Esophageal cancer (EC) is one of the most common cancers worldwide with 5-year survival rate less than 10%. However, there is a lack of specific genetic markers that could help better understanding the mechanisms of esophageal carcinogenesis, improving the detection rate of EC, and distinguishing histological types. Cyclooxygenase-2 (COX-2) as an inducible enzyme in cancer development and progression is involved in esophageal carcinogenesis. A large number of studies have demonstrated a strong association between COX-2 polymorphisms and EC risk. However, the overall results are still controversial. This controversy may be partly due to the mix-up of esophageal squamous cell carcinoma (ESCC) and adenocarcinoma (EAC). The aim of this study was to investigate the association between COX-2 polymorphisms and susceptibility to ESCC or EAC by conducting a meta-analysis. Seven studies were retrieved reporting a total of 1450 ESCC patients, 523 EAC patients, and 2663 cancer-free control subjects. Five COX-2 polymorphisms were addressed, including -765G>C (rs20417), -1195G>A (rs689465), -1290A>G (rs689466), -8473T>C (rs5275) and -1759G>A (rs3218625). Meta-analysis results showed that the -765C allele is significantly associated with the susceptibility to both ESCC and EAC especially in Asian populations.
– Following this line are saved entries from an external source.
//! Color registry.

use std::collections::HashMap;

use crate::models::Color;

use super::traits::{ColorLookup, Registry};

/// Registry of resolved colors, iterable in catalog order.
#[derive(Debug, Clone, Default, PartialEq)]
pub struct ColorRegistry {
    colors: Vec<Color>,
    index: HashMap<String, usize>,
}

impl ColorRegistry {
    /// Create a new empty registry.
    pub fn new() -> Self {
        Self { colors: Vec::new(), index: HashMap::new() }
    }

    /// Add a color. Returns `false` and leaves the registry untouched if a
    /// color with the same name is already present.
    pub(crate) fn insert(&mut self, color: Color) -> bool {
        if self.index.contains_key(&color.name) {
            return false;
        }
        self.index.insert(color.name.clone(), self.colors.len());
        self.colors.push(color);
        true
    }

    /// Iterate over colors in catalog order.
    pub fn iter(&self) -> impl Iterator<Item = &Color> {
        self.colors.iter()
    }
}

impl Registry<Color> for ColorRegistry {
    fn get(&self, name: &str) -> Option<&Color> {
        self.index.get(name).map(|&i| &self.colors[i])
    }

    fn len(&self) -> usize {
        self.colors.len()
    }

    fn names(&self) -> Box<dyn Iterator<Item = &String> + '_> {
        Box::new(self.colors.iter().map(|c| &c.name))
    }
}

impl ColorLookup for ColorRegistry {
    fn lookup(&self, name: &str) -> Option<&Color> {
        self.get(name)
    }
}

#[cfg(test)]
mod tests {
    use super::*;

    #[test]
    fn test_insert_keeps_order_and_rejects_duplicates() {
        let mut registry = ColorRegistry::new();
        assert!(registry.insert(Color::new("Red", "R", "#aa0000", "#ff0000")));
        assert!(registry.insert(Color::new("Blue", "B", "#0044cc", "#0066ff")));
        assert!(!registry.insert(Color::new("Red", "X", "#000000", "#000000")));

        assert_eq!(registry.len(), 2);
        let names: Vec<&String> = registry.names().collect();
        assert_eq!(names, ["Red", "Blue"]);
        assert_eq!(registry.get("Red").unwrap().abbreviation, "R");
    }

    #[test]
    fn test_lookup_matches_get() {
        let mut registry = ColorRegistry::new();
        registry.insert(Color::new("Teal", "T", "#00cccc", "#00ffff"));
        assert_eq!(registry.lookup("Teal"), registry.get("Teal"));
        assert!(registry.lookup("teal").is_none());
        assert!(!registry.contains("Pink"));
    }
}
In addition, there was a significant association between the -8473C allele and the susceptibility to EAC in Caucasian populations. In conclusion, our meta-analysis suggests that the -765C allele of the COX-2 gene might be a potential risk factor for both ESCC and EAC especially in Asian populations, while the -8473C allele might be a risk factor for EAC in Caucasian populations.